Read our blog on this topic: Even God Takes Plastic
http://www.ntctexas.com/credit-card-processing-blog/bid/57673/Even-God-Takes-Plastic
09:18 PM on 04/14/2012
While many of us could probably move to cashless living without being significantly impacted, how many of us have ever stopped and examined exactly HOW we got to this point in our lives where we can feel comfortable going for extended periods, if not the rest of our lives, cashless?

While I’m no expert in developmental learning, I can’t help but believe that exposure to a physical medium of exchange at a very young age, long before the ability to do abstract math, is a critical part in the learning process of how currency is exchanged for goods and services.

I have little doubt that in a completely cashless society, one in which there exists no physical medium of exchange whatsoever, many, if not most, children would be left completely unable to grasp even the simplest concepts of how trading transpires within our society, and that the lack of that understand at a very early age will lead to financial problems later in life.

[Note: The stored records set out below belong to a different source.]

// Copyright (C) 2026 Michael Wilson <mike@mdwn.dev>
//
// This program is free software: you can redistribute it and/or modify it under
// the terms of the GNU General Public License as published by the Free Software
// Foundation, version 3.
//
// This program is distributed in the hope that it will be useful, but WITHOUT
// ANY WARRANTY; without even the implied warranty of MERCHANTABILITY or FITNESS
// FOR A PARTICULAR PURPOSE. See the GNU General Public License for more details.
//
// You should have received a copy of the GNU General Public License along with
// this program. If not, see <https://www.gnu.org/licenses/>.
//

//! Control messages and their transport to the audio thread.
//!
//! Producers push from any thread; the audio thread drains the queue to empty
//! at the top of each process call and dispatches each message after popping
//! it. Per-producer FIFO order is preserved; ordering across producers is
//! unspecified.

use crossbeam_channel::{Receiver, Sender};

/// A control event. Channel, note and bend values are already clamped/masked
/// by the public API before a message is enqueued.
#[derive(Clone, Copy, Debug, PartialEq, Eq)]
pub(crate) enum Message {
    NoteOn { channel: u8, note_no: u8, velocity: u8 },
    NoteOff { channel: u8, note_no: u8, velocity: u8 },
    PitchBend { channel: u8, bend: i16 },
}

/// FIFO from control threads to the audio thread.
pub(crate) struct MessageQueue {
    tx: Sender<Message>,
    rx: Receiver<Message>,
}

impl MessageQueue {
    pub(crate) fn new() -> Self {
        let (tx, rx) = crossbeam_channel::unbounded();
        Self { tx, rx }
    }

    pub(crate) fn push(&self, message: Message) {
        // Cannot fail: the receiver lives as long as the queue.
        let _ = self.tx.send(message);
    }

    pub(crate) fn pop(&self) -> Option<Message> {
        self.rx.try_recv().ok()
    }
}

#[cfg(test)]
mod tests {
    use super::*;

    #[test]
    fn test_fifo_order() {
        let queue = MessageQueue::new();
        queue.push(Message::NoteOn {
            channel: 0,
            note_no: 60,
            velocity: 100,
        });
        queue.push(Message::NoteOff {
            channel: 0,
            note_no: 60,
            velocity: 0,
        });
        queue.push(Message::PitchBend {
            channel: 1,
            bend: -100,
        });

        assert_eq!(
            queue.pop(),
            Some(Message::NoteOn {
                channel: 0,
                note_no: 60,
                velocity: 100
            })
        );
        assert_eq!(
            queue.pop(),
            Some(Message::NoteOff {
                channel: 0,
                note_no: 60,
                velocity: 0
            })
        );
        assert_eq!(
            queue.pop(),
            Some(Message::PitchBend {
                channel: 1,
                bend: -100
            })
        );
        assert_eq!(queue.pop(), None);
    }

    #[test]
    fn test_push_from_another_thread() {
        let queue = std::sync::Arc::new(MessageQueue::new());
        let producer = queue.clone();
        std::thread::spawn(move || {
            producer.push(Message::NoteOn {
                channel: 2,
                note_no: 40,
                velocity: 80,
            });
        })
        .join()
        .expect("producer thread panicked");

        assert_eq!(
            queue.pop(),
            Some(Message::NoteOn {
                channel: 2,
                note_no: 40,
                velocity: 80
            })
        );
    }
}
//! Formal Verification Specifications for tile-lines
//!
//! Design-by-contract specifications using Verus-style pre/postconditions.
//! These serve as both documentation and verification targets.
//!
//! Without Verus, they serve as checked documentation via debug_assert!().

/// Postconditions shared by every line rasterizer
///
/// # Verification Specifications
///
/// #[ensures(!exclusive ==> result[0] == start && result[len - 1] == end)]
/// #[ensures(exclusive ==> !result.contains(start) && !result.contains(end))]
/// #[ensures(forall i, j: i != j ==> result[i] != result[j])]
/// #[ensures(forall c in result: c.map == start.map)]
pub mod line_contracts {
    use crate::geometry::Location;
    use std::collections::HashSet;

    /// Check that no cell appears twice.
    ///
    /// #[ensures(result == true ==> forall i != j: cells[i] != cells[j])]
    pub fn has_no_duplicates(cells: &[Location]) -> bool {
        let mut seen = HashSet::with_capacity(cells.len());
        cells.iter().all(|c| seen.insert(*c))
    }

    /// Check that consecutive cells share an edge.
    ///
    /// #[ensures(result == true ==> forall i: |cells[i] - cells[i + 1]|_1 == 1)]
    pub fn is_four_connected(cells: &[Location]) -> bool {
        cells.windows(2).all(|w| w[0].is_adjacent4(w[1]))
    }

    /// Check that consecutive cells touch at an edge or corner.
    ///
    /// #[ensures(result == true ==> forall i: |cells[i] - cells[i + 1]|_inf == 1)]
    pub fn is_eight_connected(cells: &[Location]) -> bool {
        cells.windows(2).all(|w| w[0].is_adjacent8(w[1]))
    }

    /// Check the endpoint rule for a result, comparing coordinates only.
    ///
    /// #[ensures(!exclusive && result ==> cells.first() == start && cells.last() == end)]
    /// #[ensures(exclusive && result ==> start, end not in cells)]
    pub fn respects_endpoints(
        cells: &[Location],
        start: Location,
        end: Location,
        exclusive: bool,
    ) -> bool {
        let (start, end) = (start.coords(), end.coords());
        if exclusive {
            cells.iter().all(|c| c.coords() != start && c.coords() != end)
        } else {
            cells.first().map(|c| c.coords()) == Some(start)
                && cells.last().map(|c| c.coords()) == Some(end)
        }
    }

    /// Check that every cell carries `map`.
    pub fn shares_map(cells: &[Location], start: Location) -> bool {
        cells.iter().all(|c| c.map == start.map)
    }
}

/// Length contracts for the two rasterizers
///
/// #[requires(distance fits in usize)]
/// #[ensures(inclusive ==> exclusive + 2 == inclusive || distance == 0)]
pub mod length_contracts {
    /// Expected length of a diagonal line over Chebyshev distance `n`.
    ///
    /// #[ensures(n == 0 ==> result == if exclusive { 0 } else { 1 })]
    /// #[ensures(n > 0 && !exclusive ==> result == n + 1)]
    /// #[ensures(n > 0 && exclusive ==> result == n - 1)]
    pub fn diagonal_len(n: u64, exclusive: bool) -> u64 {
        match (n, exclusive) {
            (0, true) => 0,
            (0, false) => 1,
            (n, true) => n - 1,
            (n, false) => n + 1,
        }
    }

    /// Expected length of a covering line over Manhattan distance `m`.
    ///
    /// #[ensures(m == 0 ==> result == if exclusive { 0 } else { 1 })]
    /// #[ensures(m > 0 && !exclusive ==> result == m + 1)]
    /// #[ensures(m > 0 && exclusive ==> result == m - 1)]
    pub fn covering_len(m: u64, exclusive: bool) -> u64 {
        // Same shape as the diagonal case, over a different distance.
        diagonal_len(m, exclusive)
    }
}
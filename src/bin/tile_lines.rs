//! tile-lines: print the cells on a line between two grid locations.
//!
//! Run: `tile-lines --mode covering 0,0 3,1`

use anyhow::{bail, Context, Result};
use clap::Parser;
use tile_lines::config::LineConfig;
use tile_lines::prelude::*;

/// Print the cells on a line between two grid locations
#[derive(Parser, Debug)]
#[command(name = "tile-lines")]
#[command(version)]
#[command(about = "Diagonal and covering lines on a tile grid", long_about = None)]
struct Cli {
    /// Start cell as COL,ROW
    #[arg(allow_hyphen_values = true, value_parser = parse_location)]
    start: Location,

    /// End cell as COL,ROW
    #[arg(allow_hyphen_values = true, value_parser = parse_location)]
    end: Location,

    /// Line mode (diagonal or covering); overrides the config file
    #[arg(short, long)]
    mode: Option<LineMode>,

    /// Leave out the two endpoint cells
    #[arg(short, long)]
    exclusive: bool,

    /// Config file path
    #[arg(short, long)]
    config: Option<String>,

    /// Log at debug level
    #[arg(short, long)]
    verbose: bool,
}

fn parse_location(s: &str) -> Result<Location> {
    let Some((col, row)) = s.split_once(',') else {
        bail!("expected COL,ROW, got {s:?}");
    };
    let col = col.trim().parse().with_context(|| format!("bad column in {s:?}"))?;
    let row = row.trim().parse().with_context(|| format!("bad row in {s:?}"))?;
    Ok(Location::new(col, row))
}

fn main() -> Result<()> {
    let cli = Cli::parse();

    let level = if cli.verbose { "debug" } else { "warn" };
    env_logger::Builder::from_env(env_logger::Env::default().default_filter_or(level)).init();

    let config = match &cli.config {
        Some(path) => LineConfig::load(path)?,
        None => LineConfig::default(),
    };

    let mode = cli.mode.unwrap_or(config.defaults.mode);
    let exclusive = cli.exclusive || config.defaults.exclusive;
    let request = LineRequest::new(mode, cli.start, cli.end).exclusive(exclusive);

    for cell in request.rasterize() {
        println!("{cell}");
    }

    Ok(())
}

#[cfg(test)]
#[allow(clippy::unwrap_used)]
mod tests {
    use super::*;

    #[test]
    fn test_parse_location() {
        let loc = parse_location("3,-7").unwrap();
        assert_eq!(loc.coords(), (3, -7));
        assert_eq!(parse_location(" -2 , 5 ").unwrap().coords(), (-2, 5));
    }

    #[test]
    fn test_parse_location_missing_comma() {
        let err = parse_location("3 7").unwrap_err();
        assert!(err.to_string().contains("expected COL,ROW"));
    }

    #[test]
    fn test_parse_location_bad_numbers() {
        let err = parse_location("x,7").unwrap_err();
        assert!(err.to_string().contains("bad column"));
        let err = parse_location("3,").unwrap_err();
        assert!(err.to_string().contains("bad row"));
    }
}
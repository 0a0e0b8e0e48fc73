//! # Tile-Lines
//!
//! Line rasterization for 2D tile maps.
//!
//! Given two cells on a grid, tile-lines computes the ordered cells on the
//! straight line between them, with one of two semantics:
//!
//! - **Diagonal**: one cell per Chebyshev step, each axis rounded to the
//!   nearest cell (ties toward positive infinity)
//! - **Covering**: every cell the segment passes through (a supercover),
//!   computed with integer-only stepping
//!
//! Both can drop their endpoints (`exclusive`), and both stamp the start
//! cell's map token on every output cell.
//!
//! ## Quick Start
//!
//! ```rust
//! use tile_lines::prelude::*;
//!
//! let cells = line(LineMode::Covering, Location::new(0, 0), Location::new(3, 1), false);
//! assert_eq!(cells.len(), 5);
//!
//! // Hosts that pass modes as integers get an explicit error for bad tags.
//! assert!(line_from_tag(999, Location::new(0, 0), Location::new(3, 1), false).is_err());
//! ```
//!
//! ## Feature Flags
//!
//! - `config` (default): YAML configuration via serde
//! - `cli`: the `tile-lines` command line binary
//!
//! ## References
//!
//! - Bresenham, J. E. (1965). "Algorithm for computer control of a digital plotter."
//! - Patel, A. "Line drawing on a grid." Red Blob Games.

#![cfg_attr(docsrs, feature(doc_cfg))]
#![warn(missing_docs)]
// Allow unwrap() in tests only - banned in production code
#![cfg_attr(test, allow(clippy::unwrap_used))]
#![allow(clippy::cast_possible_truncation)]
#![allow(clippy::cast_sign_loss)]
#![allow(clippy::cast_precision_loss)]
#![allow(clippy::module_name_repetitions)]
#![allow(clippy::similar_names)]

// ============================================================================
// Core Modules
// ============================================================================

/// Grid locations and scalar helpers.
pub mod geometry;

/// Line rasterizers and mode dispatch.
pub mod raster;

/// Tile map collaborators (walls, sampling, line of sight).
pub mod tilemap;

/// Design-by-contract checks shared by rasterizers and tests.
pub mod verification_specs;

// ============================================================================
// Configuration
// ============================================================================

/// YAML configuration for line queries.
#[cfg(feature = "config")]
#[cfg_attr(docsrs, doc(cfg(feature = "config")))]
pub mod config;

// ============================================================================
// Error Types
// ============================================================================

/// Error types for tile-lines operations.
pub mod error;

pub use error::{Error, Result};

// ============================================================================
// Prelude
// ============================================================================

/// Commonly used types and functions for convenient imports.
///
/// ```rust
/// use tile_lines::prelude::*;
/// ```
pub mod prelude {
    pub use crate::error::{Error, Result};
    pub use crate::geometry::{Location, MapId};
    pub use crate::raster::{
        covering_line, diagonal_line, line, line_from_tag, CoveringLine, DiagonalLine, LineMode,
        LineRequest, Rasterizer,
    };
    pub use crate::tilemap::{
        first_wall, has_line_of_sight, is_wall, random_tiles_by_type, GridMap, TileMap,
    };
}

I believe the greatly expanded use of credit cards in the last few decades has, in part, led to many of the problems that young adults are now having with credit cards, as we now have the first generation of credit card users who where raised by parents who probably used credit cards rather than cash as their primary medium of exchange. They never saw their parents “pay” for anything – the transactions were all just like magic to them when they were kids.
07:56 AM on 04/13/2012
Be very wary of a paper trail.

The taxman will assume every check you deposit to your account is income and you'll have to prove otherwise or pay up, if you're ever audited.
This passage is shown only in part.